Alinea Pertama

2.9K 266 19
                                    

Bunda melongok karena pintu kamar Langgam terbuka. Perempuan yang baru genap berusia 57 tahun itu tersenyum begitu melihat Langgam sedang bersiap. Anak bungsunya tengah mematut diri, mengepaskan penampilan yang dari kacamata tuanya sangat memukau. Pria gagah bertinggi 187 sentimeter itu melapisi dada bidangnya dengan kemeja batik panjang dipasangkan dengan celana bahan warna hitam. Style yang bahkan sudah dimiliki Si Bungsu bertahun-tahun belakangan.

"Mau berangkat sama siapa, Dek?" Bunda akhirnya bertanya sambil melangkah menghampiri Langgam.

"Mau ngajak calon mantu Bunda, tapi belum ada yang mau. Gimana, dong?" Langgam menengok ke Bunda yang kini duduk di sisi ranjang.

Bunda terkekeh. "Kamu, sih, enggak mau cepet-cepet cari."

Langgam merasa semua sudah pas. Ya, setidaknya apa yang dia kenakan tidak begitu mencolok untuk dibawa menghadiri pesta pernikahan teman lama.

"Keburu ketikung, Bund." Langgam terkekeh.

"Sabar." Bunda mengelus punggung Si Bungsu. "Atau mau Bunda kenalin sama anak teman Bunda?" Ada kerling jail yang dikirim Bunda untuk menggoda Langgam.

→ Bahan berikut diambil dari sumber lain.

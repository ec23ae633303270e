//! Ties together the legacy bootstrap token, per-device session tokens,
//! pairing codes, upload tokens, and the rate limiter (§4.8, §4.9).
//!
//! Socket closing on rotation and config-file persistence are the
//! caller's concern (the relay owns connections, the server owns the
//! config file) — this manager only ever swaps the in-memory token and
//! reports the new value back.

use std::time::Duration;

use chrono::{DateTime, Utc};
use orbit_store::EventStore;
use tokio::sync::RwLock;

use crate::error::{AuthError, AuthResult};
use crate::pairing::PairingCodes;
use crate::rate_limit::{RateLimitConfig, RateLimitResult, RateLimiter};
use crate::token::{constant_time_eq, hash_token, mint_token, MintedToken, Scope};

/// Default lifetime for a minted upload token (§6: `uploadRetentionDays`
/// governs uploaded *files*; the token that authorizes the upload itself
/// is short-lived regardless of that setting).
pub const UPLOAD_TOKEN_TTL: Duration = Duration::from_secs(15 * 60);

/// A live per-device session token, as read back from `token_sessions`.
#[derive(Debug, Clone)]
pub struct SessionRecord {
    pub token_hash: String,
    pub device_label: String,
    pub scope: Scope,
    pub created_at: DateTime<Utc>,
    pub last_used_at: Option<DateTime<Utc>>,
}

/// Owns the relay's auth state: the legacy token, session tokens, pairing
/// codes, upload tokens, and rate limiting.
pub struct AuthManager {
    legacy_token: RwLock<String>,
    store: EventStore,
    pairing: PairingCodes,
    rate_limiter: RateLimiter,
}

impl AuthManager {
    #[must_use]
    pub fn new(legacy_token: String, store: EventStore) -> Self {
        Self { legacy_token: RwLock::new(legacy_token), store, pairing: PairingCodes::new(), rate_limiter: RateLimiter::new() }
    }

    /// Constant-time compare against the current legacy token.
    pub async fn verify_legacy(&self, candidate: &str) -> bool {
        constant_time_eq(&*self.legacy_token.read().await, candidate)
    }

    /// Replace the legacy token with a fresh random one and clear
    /// outstanding pairing codes. Returns the new raw token so the caller
    /// can persist it to the config file and close live sockets.
    pub async fn rotate_legacy(&self) -> String {
        let minted = mint_token();
        *self.legacy_token.write().await = minted.raw.clone();
        self.pairing.clear();
        minted.raw
    }

    /// Mint a new per-device session token with the given scope.
    ///
    /// # Errors
    ///
    /// Returns [`AuthError::Database`] on a write failure.
    pub async fn mint_session(&self, device_label: &str, scope: Scope) -> AuthResult<MintedToken> {
        let minted = mint_token();
        let now = Utc::now().to_rfc3339();
        sqlx::query("INSERT INTO token_sessions (token_hash, device_label, scope, created_at, last_used_at) VALUES (?, ?, ?, ?, NULL)")
            .bind(&minted.hash)
            .bind(device_label)
            .bind(scope.as_str())
            .bind(&now)
            .execute(self.store.pool())
            .await?;
        Ok(minted)
    }

    /// Look up a session token by its raw value, touching `last_used_at`.
    ///
    /// # Errors
    ///
    /// Returns [`AuthError::InvalidToken`] if no live session matches.
    pub async fn verify_session(&self, raw: &str) -> AuthResult<SessionRecord> {
        let hash = hash_token(raw);
        let row: Option<(String, String, String, String, Option<String>)> = sqlx::query_as(
            "SELECT token_hash, device_label, scope, created_at, last_used_at FROM token_sessions WHERE token_hash = ?",
        )
        .bind(&hash)
        .fetch_optional(self.store.pool())
        .await?;

        let (token_hash, device_label, scope, created_at, last_used_at) = row.ok_or(AuthError::InvalidToken)?;

        let now = Utc::now().to_rfc3339();
        sqlx::query("UPDATE token_sessions SET last_used_at = ? WHERE token_hash = ?").bind(&now).bind(&token_hash).execute(self.store.pool()).await?;

        Ok(SessionRecord {
            token_hash,
            device_label,
            scope: Scope::parse(&scope).unwrap_or(Scope::ReadOnly),
            created_at: parse_rfc3339(&created_at),
            last_used_at: last_used_at.as_deref().map(parse_rfc3339),
        })
    }

    /// Revoke a session by its hash (as returned in [`SessionRecord`]).
    ///
    /// # Errors
    ///
    /// Returns [`AuthError::UnknownSession`] if no row matches.
    pub async fn revoke_session(&self, token_hash: &str) -> AuthResult<()> {
        let result = sqlx::query("DELETE FROM token_sessions WHERE token_hash = ?").bind(token_hash).execute(self.store.pool()).await?;
        if result.rows_affected() == 0 {
            return Err(AuthError::UnknownSession(token_hash.to_string()));
        }
        Ok(())
    }

    /// List every live session token (never the raw value, only metadata).
    ///
    /// # Errors
    ///
    /// Returns [`AuthError::Database`] on a query failure.
    pub async fn list_sessions(&self) -> AuthResult<Vec<SessionRecord>> {
        let rows: Vec<(String, String, String, String, Option<String>)> =
            sqlx::query_as("SELECT token_hash, device_label, scope, created_at, last_used_at FROM token_sessions ORDER BY created_at ASC")
                .fetch_all(self.store.pool())
                .await?;
        Ok(rows
            .into_iter()
            .map(|(token_hash, device_label, scope, created_at, last_used_at)| SessionRecord {
                token_hash,
                device_label,
                scope: Scope::parse(&scope).unwrap_or(Scope::ReadOnly),
                created_at: parse_rfc3339(&created_at),
                last_used_at: last_used_at.as_deref().map(parse_rfc3339),
            })
            .collect())
    }

    /// Mint a session token and a one-time pairing code mapping to it
    /// (§4.9).
    ///
    /// # Errors
    ///
    /// Returns [`AuthError::Database`] on a write failure.
    pub async fn mint_pairing(&self, device_label: &str, scope: Scope) -> AuthResult<String> {
        let minted = self.mint_session(device_label, scope).await?;
        Ok(self.pairing.mint(minted.raw))
    }

    /// Exchange a pairing code for its token, exactly once.
    ///
    /// # Errors
    ///
    /// Returns [`AuthError::UnknownPairingCode`] if the code is unknown,
    /// already consumed, or expired.
    pub fn consume_pairing(&self, code: &str) -> AuthResult<String> {
        self.pairing.consume(code).ok_or(AuthError::UnknownPairingCode)
    }

    /// Mint a single-use upload token, valid for [`UPLOAD_TOKEN_TTL`].
    ///
    /// # Errors
    ///
    /// Returns [`AuthError::Database`] on a write failure.
    pub async fn mint_upload_token(&self) -> AuthResult<String> {
        let minted = mint_token();
        let now = Utc::now();
        let expires_at = (now + chrono::Duration::from_std(UPLOAD_TOKEN_TTL).unwrap_or_default()).to_rfc3339();
        sqlx::query("INSERT INTO upload_tokens (token_hash, created_at, expires_at, consumed_at) VALUES (?, ?, ?, NULL)")
            .bind(&minted.hash)
            .bind(now.to_rfc3339())
            .bind(&expires_at)
            .execute(self.store.pool())
            .await?;
        Ok(minted.raw)
    }

    /// Consume an upload token, failing if it is unknown, expired, or
    /// already used.
    ///
    /// # Errors
    ///
    /// Returns [`AuthError::UnknownUploadToken`].
    pub async fn consume_upload_token(&self, raw: &str) -> AuthResult<()> {
        let hash = hash_token(raw);
        let row: Option<(String, Option<String>)> =
            sqlx::query_as("SELECT expires_at, consumed_at FROM upload_tokens WHERE token_hash = ?").bind(&hash).fetch_optional(self.store.pool()).await?;
        let (expires_at, consumed_at) = row.ok_or(AuthError::UnknownUploadToken)?;
        if consumed_at.is_some() || parse_rfc3339(&expires_at) < Utc::now() {
            return Err(AuthError::UnknownUploadToken);
        }
        sqlx::query("UPDATE upload_tokens SET consumed_at = ? WHERE token_hash = ?").bind(Utc::now().to_rfc3339()).bind(&hash).execute(self.store.pool()).await?;
        Ok(())
    }

    /// Admit or deny a request against a rate-limit scope (§4.8).
    ///
    /// # Errors
    ///
    /// Returns [`AuthError::RateLimited`] on exhaustion.
    pub fn check_rate_limit(&self, scope: &str, key: &str, config: RateLimitConfig) -> AuthResult<()> {
        match self.rate_limiter.check(scope, key, config) {
            RateLimitResult::Allowed => Ok(()),
            RateLimitResult::Denied { retry_after } => Err(AuthError::RateLimited { retry_after }),
        }
    }
}

fn parse_rfc3339(value: &str) -> DateTime<Utc> {
    DateTime::parse_from_rfc3339(value).map(|dt| dt.with_timezone(&Utc)).unwrap_or_else(|_| Utc::now())
}

#[cfg(test)]
mod tests {
    use super::*;
    use crate::rate_limit::RateLimitConfig;

    async fn manager() -> AuthManager {
        let store = EventStore::connect_memory().await.unwrap();
        AuthManager::new("bootstrap-secret".to_string(), store)
    }

    #[tokio::test]
    async fn verifies_the_legacy_token() {
        let auth = manager().await;
        assert!(auth.verify_legacy("bootstrap-secret").await);
        assert!(!auth.verify_legacy("wrong").await);
    }

    #[tokio::test]
    async fn rotation_invalidates_the_old_legacy_token() {
        let auth = manager().await;
        let new_token = auth.rotate_legacy().await;

        assert!(!auth.verify_legacy("bootstrap-secret").await);
        assert!(auth.verify_legacy(&new_token).await);
    }

    #[tokio::test]
    async fn rotation_clears_outstanding_pairing_codes() {
        let auth = manager().await;
        let code = auth.mint_pairing("phone", Scope::Full).await.unwrap();

        auth.rotate_legacy().await;

        assert!(matches!(auth.consume_pairing(&code), Err(AuthError::UnknownPairingCode)));
    }

    #[tokio::test]
    async fn mint_and_verify_session_round_trips() {
        let auth = manager().await;
        let minted = auth.mint_session("laptop", Scope::ReadOnly).await.unwrap();

        let record = auth.verify_session(&minted.raw).await.unwrap();
        assert_eq!(record.device_label, "laptop");
        assert_eq!(record.scope, Scope::ReadOnly);
        assert!(record.last_used_at.is_some());
    }

    #[tokio::test]
    async fn verify_session_rejects_unknown_token() {
        let auth = manager().await;
        assert!(matches!(auth.verify_session("never-minted").await, Err(AuthError::InvalidToken)));
    }

    #[tokio::test]
    async fn revoke_session_removes_it() {
        let auth = manager().await;
        let minted = auth.mint_session("laptop", Scope::Full).await.unwrap();
        auth.revoke_session(&minted.hash).await.unwrap();

        assert!(matches!(auth.verify_session(&minted.raw).await, Err(AuthError::InvalidToken)));
    }

    #[tokio::test]
    async fn pairing_exchanges_code_for_the_minted_session_token_once() {
        let auth = manager().await;
        let code = auth.mint_pairing("tablet", Scope::Full).await.unwrap();

        let raw = auth.consume_pairing(&code).unwrap();
        let record = auth.verify_session(&raw).await.unwrap();
        assert_eq!(record.device_label, "tablet");

        assert!(matches!(auth.consume_pairing(&code), Err(AuthError::UnknownPairingCode)));
    }

    #[tokio::test]
    async fn upload_token_is_single_use() {
        let auth = manager().await;
        let raw = auth.mint_upload_token().await.unwrap();

        auth.consume_upload_token(&raw).await.unwrap();
        assert!(matches!(auth.consume_upload_token(&raw).await, Err(AuthError::UnknownUploadToken)));
    }

    #[tokio::test]
    async fn rate_limit_denies_past_the_configured_max() {
        let auth = manager().await;
        let config = RateLimitConfig::new(1, Duration::from_secs(60));

        auth.check_rate_limit("uploads/new", "client-a", config).unwrap();
        assert!(matches!(auth.check_rate_limit("uploads/new", "client-a", config), Err(AuthError::RateLimited { .. })));
    }
}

"Entar Langgam cari sendiri aja. Langgam mau healing dulu."

"Iya, iya. Yang baru patah hati."

Getar panjang dari ponsel Langgam di atas meja menjeda obrolan ibu dan anak itu. Bergegas Langgam meraih dan langsung menyambut dengan menekan tombol telepon berwarna hijau. Sudah pasti sebuah panggilan, tetapi tak sempat dia tengok atas nama siapa caller id tersebut.

"Ya?"

"Mas, ini aku Laras."

"O, Laras. Kenapa, Ras?"

Laras adalah teman satu almamater Langgam di SMA, bahkan selalu satu kelas sejak kelas X. Laras, Langgam, dan Swastika. Mereka dari kelas yang sama selama tiga tahun di SMANCAP.

"Mas diundang Suwa, 'kan?"

Langgam mengernyit. Ada getar dalam suara tanya Laras. Seharusnya, perempuan ini bertanya dengan nada bahagia, 'kan? Sahabat baiknya akan menikah hari ini.

Bunda, dengan gerakan bibir, bertanya siapa dan apa.

"Laras, Bu. Teman Langgam waktu SMA. Teman Suwa juga." Langgam menjawab dengan menutup bagian speaker ponsel.

Bunda mengangguk-angguk sambil menunggu kelanjutan info yang sedang mereka bicarakan.

"Suwa ...."

Laras menggantung kalimat beberapa detik. Bahkan, Langgam kini bisa mendengar kalau perempuan yang sudah memiliki satu anak itu sedang menahan tangis.

"Ada apa dengan Suwa, Laras?"

"Mas enggak usah ke sini, ya. Pernikahan Suwa batal."

"Batal? Kok, bisa?"

Tangis Laras makin jadi di seberang sana. Kerutan di dahi Langgam mengundang keingintahuan Bunda lebih lanjut.

"Rombongan calon suaminya enggak ada yang datang, Mas."

"Kok, begitu?"

"Sepertinya kabur. Mereka membatalkan secara sepihak. Sudah, ya, Mas. Tadi Suwa minta aku untuk kabari ke teman-teman SMA yang dia undang biar enggak perlu datang lagi."

"O ... oke, oke. Makasih, Ras."

Langgam menatap kosong ponsel yang menggelap. Ada gemuruh amarah dalam dadanya saat mendengar keterangan Laras terkait kondisi Swastika. Tidak habis pikir, bagaimana bisa ada pria sejahat itu?